§ Problem
Copy exactly the lines of the material below, starting with the first and including the line that holds "fn wait_for_completion(client: &LookupClient)".

§ Data
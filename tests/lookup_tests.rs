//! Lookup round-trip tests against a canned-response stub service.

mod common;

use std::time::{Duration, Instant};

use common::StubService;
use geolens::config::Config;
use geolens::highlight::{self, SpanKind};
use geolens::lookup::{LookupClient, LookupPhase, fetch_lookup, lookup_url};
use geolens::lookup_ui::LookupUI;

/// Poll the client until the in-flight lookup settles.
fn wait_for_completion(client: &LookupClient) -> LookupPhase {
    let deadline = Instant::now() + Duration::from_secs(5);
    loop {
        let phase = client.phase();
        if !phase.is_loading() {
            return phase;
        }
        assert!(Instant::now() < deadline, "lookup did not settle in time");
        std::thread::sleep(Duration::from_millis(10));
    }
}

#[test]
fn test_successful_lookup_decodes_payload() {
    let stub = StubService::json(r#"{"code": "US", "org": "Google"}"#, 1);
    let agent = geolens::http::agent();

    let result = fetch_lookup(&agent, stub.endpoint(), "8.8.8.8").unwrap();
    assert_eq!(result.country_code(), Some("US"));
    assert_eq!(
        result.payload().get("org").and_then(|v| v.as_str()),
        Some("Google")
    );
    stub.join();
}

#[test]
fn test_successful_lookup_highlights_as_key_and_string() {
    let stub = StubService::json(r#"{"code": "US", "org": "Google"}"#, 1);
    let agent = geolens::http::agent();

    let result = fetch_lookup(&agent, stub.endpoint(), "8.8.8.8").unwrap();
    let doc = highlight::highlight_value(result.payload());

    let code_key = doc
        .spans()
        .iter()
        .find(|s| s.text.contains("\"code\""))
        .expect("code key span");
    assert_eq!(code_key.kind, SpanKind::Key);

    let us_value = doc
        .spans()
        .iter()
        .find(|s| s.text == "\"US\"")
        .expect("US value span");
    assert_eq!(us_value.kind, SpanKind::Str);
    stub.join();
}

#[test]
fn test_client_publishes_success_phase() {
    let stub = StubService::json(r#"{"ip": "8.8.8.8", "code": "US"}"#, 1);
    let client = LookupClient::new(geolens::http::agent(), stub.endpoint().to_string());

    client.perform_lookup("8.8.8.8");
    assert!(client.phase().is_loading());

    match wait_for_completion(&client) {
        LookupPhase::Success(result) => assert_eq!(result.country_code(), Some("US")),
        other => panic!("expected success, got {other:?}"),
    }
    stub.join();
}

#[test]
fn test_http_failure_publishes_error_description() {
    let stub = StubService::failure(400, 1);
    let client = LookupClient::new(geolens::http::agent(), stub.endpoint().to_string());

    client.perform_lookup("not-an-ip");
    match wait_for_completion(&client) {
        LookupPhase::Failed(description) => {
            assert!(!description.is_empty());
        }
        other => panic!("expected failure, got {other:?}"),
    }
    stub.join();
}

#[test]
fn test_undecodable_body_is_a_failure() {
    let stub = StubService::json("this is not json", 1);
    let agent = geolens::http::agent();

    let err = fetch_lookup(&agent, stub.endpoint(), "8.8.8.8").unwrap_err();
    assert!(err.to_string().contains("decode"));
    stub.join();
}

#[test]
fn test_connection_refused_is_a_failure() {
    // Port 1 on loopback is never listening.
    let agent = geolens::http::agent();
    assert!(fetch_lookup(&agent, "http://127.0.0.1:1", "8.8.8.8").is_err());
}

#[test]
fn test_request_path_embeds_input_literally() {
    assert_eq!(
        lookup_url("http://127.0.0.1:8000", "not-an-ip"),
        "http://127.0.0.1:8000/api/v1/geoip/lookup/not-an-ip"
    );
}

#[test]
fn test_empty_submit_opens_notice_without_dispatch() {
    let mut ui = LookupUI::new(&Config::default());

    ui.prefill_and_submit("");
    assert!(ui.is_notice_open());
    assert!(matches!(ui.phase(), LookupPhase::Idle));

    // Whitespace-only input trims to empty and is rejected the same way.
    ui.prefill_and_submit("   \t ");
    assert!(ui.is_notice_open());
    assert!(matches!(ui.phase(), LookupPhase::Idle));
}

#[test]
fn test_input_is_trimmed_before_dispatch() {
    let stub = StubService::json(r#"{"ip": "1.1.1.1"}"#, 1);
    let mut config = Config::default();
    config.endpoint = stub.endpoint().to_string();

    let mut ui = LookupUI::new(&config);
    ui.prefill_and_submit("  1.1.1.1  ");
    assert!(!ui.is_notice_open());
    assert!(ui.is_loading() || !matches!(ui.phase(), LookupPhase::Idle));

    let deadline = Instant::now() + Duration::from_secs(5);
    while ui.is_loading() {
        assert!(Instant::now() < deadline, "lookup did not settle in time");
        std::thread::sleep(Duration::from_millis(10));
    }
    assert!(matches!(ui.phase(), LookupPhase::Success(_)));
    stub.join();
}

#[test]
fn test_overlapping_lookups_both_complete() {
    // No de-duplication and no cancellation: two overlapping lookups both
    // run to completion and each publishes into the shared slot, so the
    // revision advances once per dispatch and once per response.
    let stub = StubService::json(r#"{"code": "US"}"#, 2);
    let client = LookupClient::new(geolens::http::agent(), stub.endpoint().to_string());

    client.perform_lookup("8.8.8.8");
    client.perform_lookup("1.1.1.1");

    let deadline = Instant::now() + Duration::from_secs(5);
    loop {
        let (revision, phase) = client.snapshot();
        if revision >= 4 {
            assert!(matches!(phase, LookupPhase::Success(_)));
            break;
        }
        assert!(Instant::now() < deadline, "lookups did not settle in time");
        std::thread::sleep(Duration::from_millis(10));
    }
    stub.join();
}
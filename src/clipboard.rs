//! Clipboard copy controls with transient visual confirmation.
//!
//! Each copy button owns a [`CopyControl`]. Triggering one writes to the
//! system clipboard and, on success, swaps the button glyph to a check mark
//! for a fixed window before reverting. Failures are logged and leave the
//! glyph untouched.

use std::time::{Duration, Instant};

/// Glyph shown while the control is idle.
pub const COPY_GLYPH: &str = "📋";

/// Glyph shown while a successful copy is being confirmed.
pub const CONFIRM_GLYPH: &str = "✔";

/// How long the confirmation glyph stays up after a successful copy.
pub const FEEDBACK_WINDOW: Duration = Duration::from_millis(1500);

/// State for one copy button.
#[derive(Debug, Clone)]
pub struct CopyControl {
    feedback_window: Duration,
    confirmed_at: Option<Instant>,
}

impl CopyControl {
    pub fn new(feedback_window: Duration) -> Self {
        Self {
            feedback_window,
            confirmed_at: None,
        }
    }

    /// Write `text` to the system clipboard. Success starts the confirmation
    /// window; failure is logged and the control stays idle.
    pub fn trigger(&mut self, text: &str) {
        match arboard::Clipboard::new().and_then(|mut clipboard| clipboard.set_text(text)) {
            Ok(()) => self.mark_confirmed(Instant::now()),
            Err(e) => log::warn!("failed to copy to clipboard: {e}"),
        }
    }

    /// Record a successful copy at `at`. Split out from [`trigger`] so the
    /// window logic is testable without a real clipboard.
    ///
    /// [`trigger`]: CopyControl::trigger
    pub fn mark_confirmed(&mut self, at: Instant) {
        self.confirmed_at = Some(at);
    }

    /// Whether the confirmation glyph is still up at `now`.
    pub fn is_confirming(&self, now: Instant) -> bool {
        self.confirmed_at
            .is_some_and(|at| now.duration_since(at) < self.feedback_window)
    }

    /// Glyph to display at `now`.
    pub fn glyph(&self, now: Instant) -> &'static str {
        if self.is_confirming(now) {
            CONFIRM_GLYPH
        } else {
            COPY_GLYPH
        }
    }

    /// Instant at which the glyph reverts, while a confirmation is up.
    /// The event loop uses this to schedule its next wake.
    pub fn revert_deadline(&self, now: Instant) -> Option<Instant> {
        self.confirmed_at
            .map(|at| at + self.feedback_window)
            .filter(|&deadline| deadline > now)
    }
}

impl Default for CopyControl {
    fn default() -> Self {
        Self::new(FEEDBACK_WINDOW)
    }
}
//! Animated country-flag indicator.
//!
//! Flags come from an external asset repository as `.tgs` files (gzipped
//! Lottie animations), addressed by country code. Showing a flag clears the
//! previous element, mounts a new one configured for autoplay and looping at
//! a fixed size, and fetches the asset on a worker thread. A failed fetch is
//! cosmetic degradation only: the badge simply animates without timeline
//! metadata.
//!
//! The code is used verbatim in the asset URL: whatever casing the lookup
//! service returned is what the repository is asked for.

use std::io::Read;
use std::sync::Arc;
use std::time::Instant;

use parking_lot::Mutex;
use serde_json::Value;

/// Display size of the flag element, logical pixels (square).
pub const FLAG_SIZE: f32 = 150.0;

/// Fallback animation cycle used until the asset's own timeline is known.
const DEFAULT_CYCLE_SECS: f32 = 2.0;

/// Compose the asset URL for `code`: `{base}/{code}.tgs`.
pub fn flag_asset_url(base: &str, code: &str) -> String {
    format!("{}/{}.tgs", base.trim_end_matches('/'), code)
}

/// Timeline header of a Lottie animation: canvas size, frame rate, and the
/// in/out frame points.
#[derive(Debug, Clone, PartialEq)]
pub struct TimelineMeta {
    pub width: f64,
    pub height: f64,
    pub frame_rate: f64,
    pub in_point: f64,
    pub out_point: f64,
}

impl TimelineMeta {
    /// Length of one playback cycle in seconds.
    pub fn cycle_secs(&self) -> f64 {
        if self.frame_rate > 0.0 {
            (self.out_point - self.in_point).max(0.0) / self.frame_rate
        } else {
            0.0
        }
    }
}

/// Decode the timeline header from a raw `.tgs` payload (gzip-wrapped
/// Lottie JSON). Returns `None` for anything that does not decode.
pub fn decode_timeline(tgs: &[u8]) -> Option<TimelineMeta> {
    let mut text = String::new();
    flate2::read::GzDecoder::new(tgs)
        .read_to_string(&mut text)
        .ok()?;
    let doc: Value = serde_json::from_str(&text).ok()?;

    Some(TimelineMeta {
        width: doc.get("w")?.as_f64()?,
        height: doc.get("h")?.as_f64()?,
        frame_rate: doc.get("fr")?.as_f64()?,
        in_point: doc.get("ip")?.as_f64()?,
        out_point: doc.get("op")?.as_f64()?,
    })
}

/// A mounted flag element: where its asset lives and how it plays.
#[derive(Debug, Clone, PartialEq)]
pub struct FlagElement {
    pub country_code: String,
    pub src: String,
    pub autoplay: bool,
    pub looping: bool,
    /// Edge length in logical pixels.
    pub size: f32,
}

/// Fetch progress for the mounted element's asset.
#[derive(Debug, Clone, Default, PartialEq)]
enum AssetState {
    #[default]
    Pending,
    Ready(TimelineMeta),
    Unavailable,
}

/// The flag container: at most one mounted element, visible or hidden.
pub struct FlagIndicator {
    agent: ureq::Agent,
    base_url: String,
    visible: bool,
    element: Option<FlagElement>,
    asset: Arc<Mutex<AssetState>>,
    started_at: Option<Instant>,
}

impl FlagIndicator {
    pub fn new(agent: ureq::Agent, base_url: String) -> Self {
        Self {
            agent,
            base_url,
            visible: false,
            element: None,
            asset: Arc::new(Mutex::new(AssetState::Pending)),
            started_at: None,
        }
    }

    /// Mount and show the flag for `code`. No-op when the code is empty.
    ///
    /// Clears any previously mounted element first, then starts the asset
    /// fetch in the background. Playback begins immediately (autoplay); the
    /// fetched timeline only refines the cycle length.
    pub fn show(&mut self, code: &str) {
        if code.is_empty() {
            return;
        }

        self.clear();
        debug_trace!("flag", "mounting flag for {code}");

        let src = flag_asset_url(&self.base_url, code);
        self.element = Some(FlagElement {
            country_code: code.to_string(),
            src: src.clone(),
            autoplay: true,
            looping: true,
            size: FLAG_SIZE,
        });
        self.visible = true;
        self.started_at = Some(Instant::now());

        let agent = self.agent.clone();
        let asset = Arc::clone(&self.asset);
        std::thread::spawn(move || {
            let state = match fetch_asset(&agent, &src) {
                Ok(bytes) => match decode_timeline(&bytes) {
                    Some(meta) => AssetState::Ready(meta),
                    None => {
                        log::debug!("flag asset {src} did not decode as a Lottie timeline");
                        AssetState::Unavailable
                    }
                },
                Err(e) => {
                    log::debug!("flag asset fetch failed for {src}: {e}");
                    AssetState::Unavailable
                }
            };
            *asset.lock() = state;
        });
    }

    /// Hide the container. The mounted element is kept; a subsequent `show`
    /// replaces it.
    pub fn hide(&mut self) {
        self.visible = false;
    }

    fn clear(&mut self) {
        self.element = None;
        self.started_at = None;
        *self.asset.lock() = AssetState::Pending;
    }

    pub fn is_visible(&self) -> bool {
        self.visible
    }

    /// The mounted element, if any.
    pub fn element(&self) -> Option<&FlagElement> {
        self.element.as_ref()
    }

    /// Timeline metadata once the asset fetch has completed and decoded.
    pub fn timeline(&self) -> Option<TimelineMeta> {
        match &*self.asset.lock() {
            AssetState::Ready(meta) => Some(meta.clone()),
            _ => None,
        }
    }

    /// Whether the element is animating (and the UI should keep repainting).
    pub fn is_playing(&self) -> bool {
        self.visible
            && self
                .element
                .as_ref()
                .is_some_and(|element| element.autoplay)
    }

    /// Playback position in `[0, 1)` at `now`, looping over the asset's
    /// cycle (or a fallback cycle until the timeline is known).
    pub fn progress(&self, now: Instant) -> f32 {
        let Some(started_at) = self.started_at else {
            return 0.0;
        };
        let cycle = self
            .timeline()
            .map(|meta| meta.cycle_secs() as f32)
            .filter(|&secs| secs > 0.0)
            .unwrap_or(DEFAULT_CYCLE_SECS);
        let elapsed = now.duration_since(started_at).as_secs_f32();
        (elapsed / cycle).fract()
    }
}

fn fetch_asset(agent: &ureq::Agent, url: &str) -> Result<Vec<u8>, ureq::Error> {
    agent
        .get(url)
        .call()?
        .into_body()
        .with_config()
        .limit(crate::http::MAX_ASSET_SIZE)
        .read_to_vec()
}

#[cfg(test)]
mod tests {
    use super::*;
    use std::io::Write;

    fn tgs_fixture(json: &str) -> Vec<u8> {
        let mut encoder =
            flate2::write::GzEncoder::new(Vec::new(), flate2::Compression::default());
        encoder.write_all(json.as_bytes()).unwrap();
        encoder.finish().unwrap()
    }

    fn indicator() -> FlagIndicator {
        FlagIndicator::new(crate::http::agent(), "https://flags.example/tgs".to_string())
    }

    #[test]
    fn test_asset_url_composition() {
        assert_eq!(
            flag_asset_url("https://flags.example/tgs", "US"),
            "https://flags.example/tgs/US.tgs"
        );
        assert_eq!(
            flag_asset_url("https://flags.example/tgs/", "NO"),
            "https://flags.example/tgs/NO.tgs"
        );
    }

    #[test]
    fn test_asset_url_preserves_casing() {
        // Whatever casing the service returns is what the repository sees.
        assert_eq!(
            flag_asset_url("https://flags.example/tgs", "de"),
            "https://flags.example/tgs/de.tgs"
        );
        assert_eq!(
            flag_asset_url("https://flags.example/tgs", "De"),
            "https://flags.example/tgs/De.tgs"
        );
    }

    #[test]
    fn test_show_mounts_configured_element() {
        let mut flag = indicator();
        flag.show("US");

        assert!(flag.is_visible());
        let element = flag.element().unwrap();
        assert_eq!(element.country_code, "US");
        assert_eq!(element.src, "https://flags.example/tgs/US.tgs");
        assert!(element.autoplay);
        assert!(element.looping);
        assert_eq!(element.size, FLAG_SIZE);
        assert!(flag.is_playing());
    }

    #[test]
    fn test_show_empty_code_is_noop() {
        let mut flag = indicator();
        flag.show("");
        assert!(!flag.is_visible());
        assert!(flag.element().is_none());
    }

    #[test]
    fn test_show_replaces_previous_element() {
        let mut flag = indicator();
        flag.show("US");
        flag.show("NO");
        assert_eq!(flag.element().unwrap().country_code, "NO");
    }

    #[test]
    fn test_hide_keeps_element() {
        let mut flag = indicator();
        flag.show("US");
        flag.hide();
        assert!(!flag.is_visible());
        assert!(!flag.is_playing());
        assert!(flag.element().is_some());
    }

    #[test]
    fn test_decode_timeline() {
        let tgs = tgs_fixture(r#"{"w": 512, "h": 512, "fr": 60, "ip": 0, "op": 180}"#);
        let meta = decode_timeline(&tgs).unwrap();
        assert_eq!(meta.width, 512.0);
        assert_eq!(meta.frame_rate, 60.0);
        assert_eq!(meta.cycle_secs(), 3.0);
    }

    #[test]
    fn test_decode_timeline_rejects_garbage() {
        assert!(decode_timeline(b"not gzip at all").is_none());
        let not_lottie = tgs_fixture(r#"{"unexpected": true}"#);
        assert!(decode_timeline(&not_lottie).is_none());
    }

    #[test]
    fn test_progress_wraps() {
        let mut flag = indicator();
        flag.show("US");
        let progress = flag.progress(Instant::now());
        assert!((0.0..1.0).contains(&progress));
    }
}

§ Written response
filename tests/lookup_tests.rs
//! Lookup round-trip tests against a canned-response stub service.

mod common;

use std::time::{Duration, Instant};

use common::StubService;
use geolens::config::Config;
use geolens::highlight::{self, SpanKind};
use geolens::lookup::{LookupClient, LookupPhase, fetch_lookup, lookup_url};
use geolens::lookup_ui::LookupUI;

/// Poll the client until the in-flight lookup settles.
fn wait_for_completion(client: &LookupClient) -> LookupPhase {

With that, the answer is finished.